Em empresas em que o RH ainda precisa dar um passo mais definitivo em direção a uma posição estratégica, a primeira medida a ser tomada, segundo ele, é persuasão do público interno. “É uma discussão aberta de sensibilização da liderança, porque mudanças na empresa terão de ocorrer (para envolver a área de recursos humanos no centro das decisões das diversas divisões das companhias).”
Nesse processo de convencimento, Ferrari diz que as equipes de RH devem fazer diagnósticos mensais do cenário do planejamento estratégico da companhia e procurar instrumentos que mostrem como o capital humano pode contribuir para atingir as metas dos executivos. “Hoje, temos métricas de recursos humanos. Elas devem ser avaliadas associadas aos resultados da organização. Se há alto porcentual de turnover (desligamentos, alta rotatividade de pessoal) na empresa, pode ser criado um modelo de competências a partir disso e implementado ações. Um tempo depois, se esse problema diminuir, é possível estabelecer uma relação de causa e efeito.”
A presidente do Grupo Foco, Eline Kullock, também ressalta a importância dos investimentos na formação dos gestores, os responsáveis pelas gestão de talentos nas organizações. “Uma corrente é tão forte quanto forem os seus elos. Então, mesmo que se faça pesquisas internas de engajamento, treinamentos de pessoas, o trabalho se perde se o gestor for ruim.
Por meio de treinamentos e de processos de coaching. a preparação individualizada dos líderes para a boa gestão das equipes e para o efetivo uso das ferramentas de RH são muito importantes, na opinião de Eline, para que os esforços de investimento no capital humano não se percam. “Por vezes, o jovem executivo é muito bem preparado na competência, mas não para gerenciar as pessoas.”
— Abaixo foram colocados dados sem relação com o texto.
//! Rejoin Reactive - incremental reactive joins over change streams.
//!
//! A join tree publishes a root result set together with every document
//! reachable from it through declared foreign-key links, and keeps that
//! published view current as the underlying collections change.
//!
//! # Core Concepts
//!
//! - `Engine`: owns the change-stream registry and builds join trees
//! - `Link`: one node of a join tree (root, static join or selector join)
//! - `ChangeStreamDeMultiplexer`: one shared change feed per collection
//! - `DocumentWatcher`: follows a single document of a collection
//!
//! # Example
//!
//! ```ignore
//! use rejoin_reactive::{field_ids, Engine, LinkOptions};
//! use rejoin_incremental::RecordingPublisher;
//!
//! let engine = Engine::new(store.clone(), EngineConfig::default())?;
//! let publisher = Rc::new(RecordingPublisher::new());
//!
//! let posts = engine.root(publisher.clone(), "posts", json!({}), LinkOptions::new())?;
//! posts.link("users", field_ids("authorId"), LinkOptions::new())?;
//! posts.observe()?;
//!
//! // Deliver pending change events; publications happen synchronously.
//! engine.pump_until_idle()?;
//! ```

pub mod change;
mod child;
pub mod engine;
pub mod link;
pub mod options;
pub mod resolve;
pub mod stream;

pub use change::ChangeEvent;
pub use engine::Engine;
pub use link::{Link, LinkState};
pub use options::LinkOptions;
pub use resolve::{field_equals, field_ids, SelectorResolver, StaticResolver};
pub use stream::{
    ChangeListener, ChangeStreamDeMultiplexer, ChangeStreamMultiplexer, DocumentCallback, DocumentWatcher,
    Listener, ListenerHandle, ListenerId,
};

// Re-export commonly used types from dependencies
pub use rejoin_core::{EngineConfig, Error, Result};
pub use rejoin_incremental::{Publisher, RecordingPublisher};
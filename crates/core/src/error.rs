//! Error types for rejoin.

use thiserror::Error;

/// Result type alias for rejoin operations.
pub type Result<T> = core::result::Result<T, Error>;

/// Error types for rejoin operations.
///
/// Contract violations (`MalformedCompositeKey`, `MixedProjection`,
/// `AlreadyObserving`, `MissingFullDocument`) indicate a bug in the caller or a
/// misconfigured storage driver and are never retried.
#[derive(Debug, Error)]
pub enum Error {
    /// A composite key could not be split into owner and source.
    #[error("Malformed composite key: {key}")]
    MalformedCompositeKey { key: String },
    /// A field projection mixed inclusion and exclusion.
    #[error("Projection cannot mix inclusion and exclusion (field {field})")]
    MixedProjection { field: String },
    /// `observe()` was called on something already observing.
    #[error("Already observing: {what}")]
    AlreadyObserving { what: String },
    /// A replace change event arrived without a full document.
    #[error("Replace event for {collection}/{id} carries no full document")]
    MissingFullDocument { collection: String, id: String },
    /// An operation that is not supported at this boundary.
    #[error("Unsupported operation: {message}")]
    UnsupportedOperation { message: String },
    /// A selector could not be compiled.
    #[error("Invalid selector: {message}")]
    InvalidSelector { message: String },
    /// An operation was attempted in the wrong lifecycle state.
    #[error("Invalid state: {message}")]
    InvalidState { message: String },
    /// Collection not found.
    #[error("Collection not found: {name}")]
    CollectionNotFound { name: String },
    /// Document not found.
    #[error("Document {id} not found in {collection}")]
    DocumentNotFound { collection: String, id: String },
    /// Failure reported by the storage driver.
    #[error("Storage error: {message}")]
    Storage { message: String },
    /// (De)serialization failure.
    #[error("Serialization error: {0}")]
    Serialization(#[from] serde_json::Error),
}

impl Error {
    /// Creates a malformed composite key error.
    pub fn malformed_key(key: impl Into<String>) -> Self {
        Error::MalformedCompositeKey { key: key.into() }
    }

    /// Creates a mixed projection error.
    pub fn mixed_projection(field: impl Into<String>) -> Self {
        Error::MixedProjection {
            field: field.into(),
        }
    }

    /// Creates an already observing error.
    pub fn already_observing(what: impl Into<String>) -> Self {
        Error::AlreadyObserving { what: what.into() }
    }

    /// Creates a missing full document error.
    pub fn missing_full_document(collection: impl Into<String>, id: impl Into<String>) -> Self {
        Error::MissingFullDocument {
            collection: collection.into(),
            id: id.into(),
        }
    }

    /// Creates an unsupported operation error.
    pub fn unsupported(message: impl Into<String>) -> Self {
        Error::UnsupportedOperation {
            message: message.into(),
        }
    }

    /// Creates an invalid selector error.
    pub fn invalid_selector(message: impl Into<String>) -> Self {
        Error::InvalidSelector {
            message: message.into(),
        }
    }

    /// Creates an invalid state error.
    pub fn invalid_state(message: impl Into<String>) -> Self {
        Error::InvalidState {
            message: message.into(),
        }
    }

    /// Creates a collection not found error.
    pub fn collection_not_found(name: impl Into<String>) -> Self {
        Error::CollectionNotFound { name: name.into() }
    }

    /// Creates a document not found error.
    pub fn document_not_found(collection: impl Into<String>, id: impl Into<String>) -> Self {
        Error::DocumentNotFound {
            collection: collection.into(),
            id: id.into(),
        }
    }

    /// Creates a storage error.
    pub fn storage(message: impl Into<String>) -> Self {
        Error::Storage {
            message: message.into(),
        }
    }

    /// Returns true for errors that signal a caller bug or driver misconfiguration.
    pub fn is_contract_violation(&self) -> bool {
        matches!(
            self,
            Error::MalformedCompositeKey { .. }
                | Error::MixedProjection { .. }
                | Error::AlreadyObserving { .. }
                | Error::MissingFullDocument { .. }
        )
    }
}
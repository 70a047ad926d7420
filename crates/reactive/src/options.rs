//! Per-join options.

use rejoin_core::{Projection, Result};
use serde_json::Value;

/// Options of one join node.
#[derive(Clone, Debug, Default, PartialEq)]
pub struct LinkOptions {
    /// Projection applied to published documents and diffs.
    pub fields: Projection,
    /// Keep the bookkeeping of this node but publish nothing for it. Its
    /// sub-joins still publish.
    pub skip_publication: bool,
}

impl LinkOptions {
    pub fn new() -> Self {
        Self::default()
    }

    /// Sets the projection.
    pub fn fields(mut self, fields: Projection) -> Self {
        self.fields = fields;
        self
    }

    /// Parses a `{field: 1}` / `{field: -1}` projection spec.
    pub fn fields_spec(self, spec: &Value) -> Result<Self> {
        Ok(self.fields(Projection::from_spec(spec)?))
    }

    pub fn skip_publication(mut self, skip: bool) -> Self {
        self.skip_publication = skip;
        self
    }
}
Para a diretora da consultora Hay Group, Vanessa Fernandes, a aproximação das diversas áreas de negócio em relação à área de recursos humanos também pode ajudar no posicionamento mais estratégico. “Existem, atualmente, grandes figuras de RH que não são originalmente dessa área”, explica.
Experiência. Por duas décadas como executivo de negócios no setor farmacêutico, Miguel Monzu sentiu em vários momentos falta de um apoio mais efetivo dos profissionais de recursos humanos para realizar a gestão de suas equipes. Quando ele chegou ao posto de diretor de RH da AstraZeneca no Brasil, em 2009, passou a implementar medidas para dar a sua nova divisão um papel estratégico.
“Queria mudar para um modelo mais participativo, que eu gostaria de ter tido quando estava do outro lado. Primeiro, definimos que modelo utilizaríamos entre os disponíveis no mercado. Depois, selecionei que profissionais da equipe poderiam exercer as funções de business partners (pessoas de RH que entendem bem do negócio e ficam junto às diferentes áreas, dando o primeiro atendimento aos gestores). E a terceira fase do projeto era vender o modelo para os clientes internos”, diz Monzu, que há um ano acumulou também a comunicação corporativa da AZ Brasil.
A montagem da nova estrutura e o processo de convencimento das outras lideranças da organização levou um ano até a implementação, em 2010. Hoje, a equipe de RH tem 11 pessoas, quatro delas atuando como business partners. “Acho que boa parte do nosso sucesso está no desenvolvimento de gestores, temos um trabalho muito forte de desenvolvimento de lideranças e também de gestão de talentos. Além disso, investimos muito em qualidade de vida”, diz.
Monzu leva como orientação para seu trabalho a máxima de que pessoas qualificadas e mais felizes alcançam resultados melhores. “Se a empresa tem um resultado de vendas bom é porque os nossos resultados também são bons”, defende.